By Lyndsee Cantly:
With the price of tuition at an all-time high and the cost of college becoming a burden for some students, many are looking for anything to lighten the load. In their search for cheaper education, some students have turned to open source textbooks.
Open source textbooks are books made with an open license that can be downloaded by students at low costs. They can turn out to be a much cheaper alternative to an actual textbook.
“As long as it isn’t biased and has reliable information in it, I support it. It would lessen the financial burden on us as students,” Sala Mata, a nursing major, said.
Mata said that last semester she had to pay upward of $500 for textbooks alone and she wouldn’t have even been able to do that if it weren’t for her financial aid.
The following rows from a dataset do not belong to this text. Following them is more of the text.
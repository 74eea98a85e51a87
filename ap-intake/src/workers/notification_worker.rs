//! Notification Worker: consumes `notifications`, fetches the
//! referenced mail item from the provider, and feeds it through the
//! shared ingest pipeline.

use event_bus::EventBus;
use sqlx::PgPool;
use std::sync::Arc;

use crate::circuit_breaker::CircuitBreakerRegistry;
use crate::config::Config;
use crate::contracts::webhook_v1::NotificationsQueueMessageV1;
use crate::queue::{self, Outcome};
use crate::repos::queue_repo::{QueueMessage, QueueName};
use crate::retry::{Retriable, RetryConfig};
use crate::services::blob_store::BlobStore;
use crate::services::llm_client::LlmClient;
use crate::services::mail_provider::{self, MailProvider};
use crate::workers::ingest::{self, IngestDeps};

pub async fn spawn(
    pool: PgPool,
    bus: Arc<dyn EventBus>,
    config: Arc<Config>,
    provider: Arc<dyn MailProvider>,
    blob_store: Arc<dyn BlobStore>,
    breaker: &'static CircuitBreakerRegistry,
    llm: Option<Arc<LlmClient>>,
) {
    let handler_bus = Arc::clone(&bus);
    queue::run_consumer(
        pool,
        bus,
        QueueName::Notifications,
        config.dead_letter_threshold,
        config.visibility_timeout.as_secs() as i64,
        move |pool, message| {
            let bus = Arc::clone(&handler_bus);
            let config = Arc::clone(&config);
            let provider = Arc::clone(&provider);
            let blob_store = Arc::clone(&blob_store);
            let llm = llm.clone();
            async move {
                handle_one(pool, bus, config, provider, blob_store, breaker, llm, message).await
            }
        },
    )
    .await;
}

async fn handle_one(
    pool: PgPool,
    bus: Arc<dyn EventBus>,
    config: Arc<Config>,
    provider: Arc<dyn MailProvider>,
    blob_store: Arc<dyn BlobStore>,
    breaker: &'static CircuitBreakerRegistry,
    llm: Option<Arc<LlmClient>>,
    message: QueueMessage,
) -> Outcome {
    let notification: NotificationsQueueMessageV1 =
        match serde_json::from_value(message.payload.clone()) {
            Ok(n) => n,
            Err(e) => {
                tracing::warn!(
                    error = %e,
                    message_id = %message.message_id,
                    "malformed notifications payload, dropping"
                );
                return Outcome::ForceDeadLetter;
            }
        };

    let Some(upstream_message_id) = extract_message_id_from_resource(&notification.resource)
    else {
        tracing::warn!(
            resource = %notification.resource,
            "could not parse message id from resource, dropping"
        );
        return Outcome::ForceDeadLetter;
    };

    let retry_config = RetryConfig::from_config(&config);
    let item = match mail_provider::call_with_retry(
        breaker,
        &retry_config,
        "mail_provider.get_item",
        || provider.get_item(&config.ingest_mailbox, &upstream_message_id),
    )
    .await
    {
        Ok(item) => item,
        Err(e) if !e.is_retriable() => {
            tracing::warn!(error = %e, "non-retriable provider error fetching mail item, dropping");
            return Outcome::Ack;
        }
        Err(e) => {
            tracing::warn!(error = %e, "transient provider error fetching mail item, will retry");
            return Outcome::Retry;
        }
    };

    let deps = IngestDeps {
        pool: &pool,
        bus: &bus,
        config: &config,
        provider: provider.as_ref(),
        blob_store: blob_store.as_ref(),
        breaker,
        llm: llm.as_deref(),
    };

    match ingest::ingest_mail_item(&deps, &config.ingest_mailbox, &item).await {
        Ok(outcome) => {
            tracing::debug!(original_message_id = %item.original_message_id, outcome = ?outcome, "notification worker processed item");
            Outcome::Ack
        }
        Err(e) if !e.is_retriable() => {
            tracing::error!(error = %e, "non-retriable ingest failure, dropping");
            Outcome::Ack
        }
        Err(e) => {
            tracing::warn!(error = %e, "transient ingest failure, will retry");
            Outcome::Retry
        }
    }
}

/// Graph-shaped `resource` strings end in `.../messages('<id>')`; pull
/// the id out of the final single-quoted segment.
fn extract_message_id_from_resource(resource: &str) -> Option<String> {
    let start = resource.rfind("('")? + 2;
    let rest = &resource[start..];
    let end = rest.find("')")?;
    Some(rest[..end].to_string())
}

#[cfg(test)]
mod tests {
    use super::*;

    #[test]
    fn extracts_id_from_graph_resource_shape() {
        let resource = "me/mailFolders('Inbox')/messages('AAMkAGI123')";
        assert_eq!(
            extract_message_id_from_resource(resource).as_deref(),
            Some("AAMkAGI123")
        );
    }

    #[test]
    fn returns_none_for_resource_without_message_segment() {
        assert_eq!(extract_message_id_from_resource("me/mailFolders"), None);
    }
}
In addition to lessening costs, open source textbooks also provide an opportunity for materials to be updated with more relevant information and a faster pace.
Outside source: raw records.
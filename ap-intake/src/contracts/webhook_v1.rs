//! Wire shapes for the provider's push-notification webhook.

use serde::{Deserialize, Serialize};

#[derive(Debug, Clone, Deserialize)]
pub struct ChangeNotificationEnvelope {
    pub value: Vec<ChangeNotification>,
}

#[derive(Debug, Clone, Deserialize)]
pub struct ChangeNotification {
    #[serde(rename = "subscriptionId")]
    pub subscription_id: String,
    pub resource: String,
    #[serde(rename = "changeType")]
    pub change_type: String,
    #[serde(rename = "clientState")]
    pub client_state: String,
    #[serde(rename = "tenantId", default)]
    pub tenant_id: Option<String>,
    #[serde(rename = "subscriptionExpirationDateTime", default)]
    pub subscription_expiration_date_time: Option<String>,
}

/// Envelope enqueued onto `notifications` for each validated change
/// notification.
#[derive(Debug, Clone, Serialize, Deserialize)]
pub struct NotificationsQueueMessageV1 {
    #[serde(default = "default_schema_version")]
    pub schema_version: String,
    pub subscription_id: String,
    pub resource: String,
    pub change_type: String,
    pub timestamp: chrono::DateTime<chrono::Utc>,
}

fn default_schema_version() -> String {
    super::CURRENT_SCHEMA_VERSION.to_string()
}

#[cfg(test)]
mod tests {
    use super::*;

    #[test]
    fn change_notification_envelope_parses_graph_shape() {
        let json = r#"{
            "value": [ {
                "subscriptionId": "sub-1",
                "resource": "me/mailFolders('Inbox')/messages",
                "changeType": "created",
                "clientState": "secret-123",
                "tenantId": "tenant-a"
            } ]
        }"#;
        let parsed: ChangeNotificationEnvelope = serde_json::from_str(json).unwrap();
        assert_eq!(parsed.value.len(), 1);
        assert_eq!(parsed.value[0].client_state, "secret-123");
    }
}
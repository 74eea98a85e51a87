use std::sync::Arc;
use std::time::Duration;

use ap_intake::cache::VendorCache;
use ap_intake::circuit_breaker::{self, CircuitBreakerRegistry};
use ap_intake::config::Config;
use ap_intake::health;
use ap_intake::metrics;
use ap_intake::repos::queue_repo::{self, QueueName};
use ap_intake::services::blob_store::{BlobStore, FilesystemBlobStore};
use ap_intake::services::chat_notifier::ChatNotifier;
use ap_intake::services::llm_client::LlmClient;
use ap_intake::services::mail_provider::{GraphMailProvider, MailProvider};
use ap_intake::services::rate_limiter::RateLimiter;
use ap_intake::webhook::{self, WebhookState};
use ap_intake::workers::{enricher, notification_worker, notifier, router, subscription_manager, timer_poller};
use ap_intake::db;
use axum::routing::{get, post};
use axum::Router;
use event_bus::{EventBus, InMemoryBus, NatsBus};
use tower_http::cors::CorsLayer;
use tracing_subscriber::EnvFilter;

#[tokio::main]
async fn main() {
    dotenvy::dotenv().ok();

    tracing_subscriber::fmt()
        .with_env_filter(EnvFilter::try_from_default_env().unwrap_or_else(|_| "info".into()))
        .init();

    let config = Config::from_env().unwrap_or_else(|e| {
        tracing::error!(error = %e, "invalid configuration");
        std::process::exit(1);
    });
    let config = Arc::new(config);

    let pool = db::init_pool(&config.database_url)
        .await
        .expect("failed to connect to Postgres");

    sqlx::migrate!("./db/migrations")
        .run(&pool)
        .await
        .expect("failed to run database migrations");

    tracing::info!("database migrations applied successfully");

    let bus: Arc<dyn EventBus> = match config.bus_type.as_str() {
        "nats" => {
            tracing::info!(nats_url = %config.nats_url, "connecting to NATS");
            let client = async_nats::connect(&config.nats_url)
                .await
                .expect("failed to connect to NATS");
            Arc::new(NatsBus::new(client))
        }
        "inmemory" => {
            tracing::info!("using InMemoryBus for queue wake-up notifications");
            Arc::new(InMemoryBus::new())
        }
        other => panic!("invalid BUS_TYPE: {other}. Must be 'nats' or 'inmemory'"),
    };

    circuit_breaker::init_registry(config.breaker_failure_threshold, config.breaker_open_duration);
    let breaker: &'static CircuitBreakerRegistry = circuit_breaker::registry();

    let provider: Arc<dyn MailProvider> = Arc::new(
        GraphMailProvider::new(config.graph_api_base_url.clone(), config.graph_bearer_token.clone())
            .expect("failed to build mail provider client"),
    );
    let blob_store: Arc<dyn BlobStore> = Arc::new(FilesystemBlobStore::new(config.blob_store_root.clone()));
    let chat_notifier = Arc::new(
        ChatNotifier::new(config.chat_webhook_url.clone()).expect("failed to build chat notifier client"),
    );
    let llm: Option<Arc<LlmClient>> = match (&config.llm_endpoint, &config.llm_api_key) {
        (Some(endpoint), Some(api_key)) => Some(Arc::new(
            LlmClient::new(endpoint.clone(), api_key.clone()).expect("failed to build LLM client"),
        )),
        _ => {
            tracing::info!("LLM_ENDPOINT/LLM_API_KEY not set, vendor LLM fallback disabled");
            None
        }
    };
    let vendor_cache = Arc::new(VendorCache::with_default_ttl());
    let rate_limiter = RateLimiter::new(config.rate_limit_per_minute, config.rate_limit_disabled);

    // Notification Worker (notifications -> raw-mail) and Timer Poller
    // (fallback) both converge on raw-mail via the shared ingest
    // pipeline (workers::ingest); Enricher/Router/Notifier drain the
    // rest of the pipeline; Subscription Manager keeps the push
    // subscription alive.
    tokio::spawn(notification_worker::spawn(
        pool.clone(),
        Arc::clone(&bus),
        Arc::clone(&config),
        Arc::clone(&provider),
        Arc::clone(&blob_store),
        breaker,
        llm.clone(),
    ));

    tokio::spawn(timer_poller::spawn(
        pool.clone(),
        Arc::clone(&bus),
        Arc::clone(&config),
        Arc::clone(&provider),
        Arc::clone(&blob_store),
        breaker,
        llm.clone(),
    ));

    tokio::spawn(enricher::spawn(
        pool.clone(),
        Arc::clone(&bus),
        Arc::clone(&config),
        Arc::clone(&vendor_cache),
        llm.clone(),
    ));

    tokio::spawn(router::spawn(
        pool.clone(),
        Arc::clone(&bus),
        Arc::clone(&config),
        Arc::clone(&provider),
        Arc::clone(&blob_store),
        breaker,
    ));

    tokio::spawn(notifier::spawn(
        pool.clone(),
        Arc::clone(&bus),
        Arc::clone(&config),
        Arc::clone(&chat_notifier),
        breaker,
    ));

    tokio::spawn(subscription_manager::spawn(
        pool.clone(),
        Arc::clone(&config),
        Arc::clone(&provider),
        breaker,
    ));

    tokio::spawn(dead_letter_depth_poller(pool.clone()));

    let webhook_state = Arc::new(WebhookState {
        pool: pool.clone(),
        bus: Arc::clone(&bus),
        config: (*config).clone(),
        rate_limiter,
    });

    let webhook_router = Router::new()
        .route("/webhook", post(webhook::handle_webhook))
        .with_state(webhook_state);

    let health_router = Router::new()
        .route("/health", get(health::health))
        .route("/ready", get(health::ready))
        .with_state(Arc::new(pool.clone()));

    let metrics_router = Router::new().route("/metrics", get(metrics::serve_metrics));

    let app = Router::new()
        .merge(webhook_router)
        .merge(health_router)
        .merge(metrics_router)
        .layer(
            CorsLayer::new()
                .allow_origin(tower_http::cors::Any)
                .allow_methods(tower_http::cors::Any)
                .allow_headers(tower_http::cors::Any),
        );

    let addr = format!("{}:{}", config.host, config.port);
    tracing::info!(%addr, "ap-intake listening");

    let listener = tokio::net::TcpListener::bind(&addr)
        .await
        .expect("failed to bind");

    axum::serve(
        listener,
        app.into_make_service_with_connect_info::<std::net::SocketAddr>(),
    )
    .await
    .expect("server failed to start");
}

/// Surfaces dead-letter queue depth on `/metrics` per queue; a
/// dashboard slicing that by day is a downstream concern, this poller
/// only emits the gauge that feeds it.
async fn dead_letter_depth_poller(pool: sqlx::PgPool) {
    const QUEUES: [QueueName; 4] = [
        QueueName::Notifications,
        QueueName::RawMail,
        QueueName::ToPost,
        QueueName::Notify,
    ];

    let mut ticker = tokio::time::interval(Duration::from_secs(30));
    loop {
        ticker.tick().await;
        for queue in QUEUES {
            match queue_repo::dead_letter_depth(&pool, queue).await {
                Ok(depth) => metrics::set_dead_letter_depth(queue.as_str(), depth),
                Err(e) => tracing::warn!(queue = queue.as_str(), error = %e, "failed to read dead-letter depth"),
            }
        }
    }
}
“Often material can be out of date because it takes so long to get through publishing and by the time it’s done newer information is already out,” Dr. Elizabeth Rodriguez, a psychology professor, said.
Open source textbooks also offer up many ways to access them, including printing which some students also see as a benefit.
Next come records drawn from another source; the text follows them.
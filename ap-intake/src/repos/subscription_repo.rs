//! Subscription Registry repository.
//!
//! The single-active-row invariant is enforced by the Subscription
//! Manager, not by this store; the store exposes the primitives the
//! manager composes into an atomic swap.

use chrono::{DateTime, Utc};
use sqlx::{FromRow, PgPool};
use thiserror::Error;
use uuid::Uuid;

#[derive(Debug, Clone, FromRow)]
pub struct SubscriptionRow {
    pub subscription_id: String,
    pub resource: String,
    pub expiration_utc: DateTime<Utc>,
    pub client_state_secret: String,
    pub is_active: bool,
    pub created_at: DateTime<Utc>,
    pub last_renewed_at: Option<DateTime<Utc>>,
}

#[derive(Debug, Error)]
pub enum SubscriptionError {
    #[error("database error: {0}")]
    Database(#[from] sqlx::Error),
}

impl crate::retry::Retriable for SubscriptionError {
    fn is_retriable(&self) -> bool {
        true
    }
}

pub async fn get_active(pool: &PgPool) -> Result<Option<SubscriptionRow>, SubscriptionError> {
    let row = sqlx::query_as::<_, SubscriptionRow>(
        r#"
        SELECT subscription_id, resource, expiration_utc, client_state_secret,
               is_active, created_at, last_renewed_at
        FROM graph_subscriptions
        WHERE is_active = true
        ORDER BY created_at DESC
        LIMIT 1
        "#,
    )
    .fetch_optional(pool)
    .await?;

    Ok(row)
}

pub async fn upsert(
    pool: &PgPool,
    subscription_id: &str,
    resource: &str,
    expiration_utc: DateTime<Utc>,
    client_state_secret: &str,
) -> Result<(), SubscriptionError> {
    sqlx::query(
        r#"
        INSERT INTO graph_subscriptions
            (subscription_id, resource, expiration_utc, client_state_secret, is_active, created_at)
        VALUES ($1, $2, $3, $4, true, NOW())
        ON CONFLICT (subscription_id) DO UPDATE SET
            expiration_utc = EXCLUDED.expiration_utc,
            last_renewed_at = NOW()
        "#,
    )
    .bind(subscription_id)
    .bind(resource)
    .bind(expiration_utc)
    .bind(client_state_secret)
    .execute(pool)
    .await?;

    Ok(())
}

pub async fn deactivate(pool: &PgPool, subscription_id: &str) -> Result<(), SubscriptionError> {
    sqlx::query("UPDATE graph_subscriptions SET is_active = false WHERE subscription_id = $1")
        .bind(subscription_id)
        .execute(pool)
        .await?;
    Ok(())
}

/// Atomically replace the active subscription: deactivate the old row
/// and insert the new one in a single transaction, so the single-
/// active-row invariant is never briefly violated (two actives) or
/// briefly empty in a way that would be externally observable by a
/// concurrent reader — the old row remains until the new one commits.
pub async fn replace_active(
    pool: &PgPool,
    old_subscription_id: Option<&str>,
    new_subscription_id: &str,
    resource: &str,
    expiration_utc: DateTime<Utc>,
    client_state_secret: &str,
) -> Result<(), SubscriptionError> {
    let mut tx = pool.begin().await?;

    if let Some(old_id) = old_subscription_id {
        sqlx::query("UPDATE graph_subscriptions SET is_active = false WHERE subscription_id = $1")
            .bind(old_id)
            .execute(&mut *tx)
            .await?;
    }

    sqlx::query(
        r#"
        INSERT INTO graph_subscriptions
            (subscription_id, resource, expiration_utc, client_state_secret, is_active, created_at)
        VALUES ($1, $2, $3, $4, true, NOW())
        "#,
    )
    .bind(new_subscription_id)
    .bind(resource)
    .bind(expiration_utc)
    .bind(client_state_secret)
    .execute(&mut *tx)
    .await?;

    tx.commit().await?;
    Ok(())
}

pub fn new_subscription_id() -> String {
    Uuid::new_v4().to_string()
}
“I support the open source movement, but I personally don’t like online books because I feel like I could get distracted very easily by social media,” Stephanie Burciaga, a dental hygiene major, said.
Burciaga also noted that she feels she understands the material more when she can physically flip from page to page and highlight it.
Even with all the benefits of open source material, there are still a few setbacks to the measure. For example, some students may not have access to online materials at any given moment and some resources may not be completely accurate if it allows for users to update the material itself.
While these problems exist, there may be simple work arounds that would allow everyone to be able to access suitable material.
“I believe that the best way to approach it would be to supplement the text with the open source materials,” Rodriguez said.
Rodriguez also explained that getting the campus or even a department together to gather the open-source materials in one place might even help students gain easier access to it.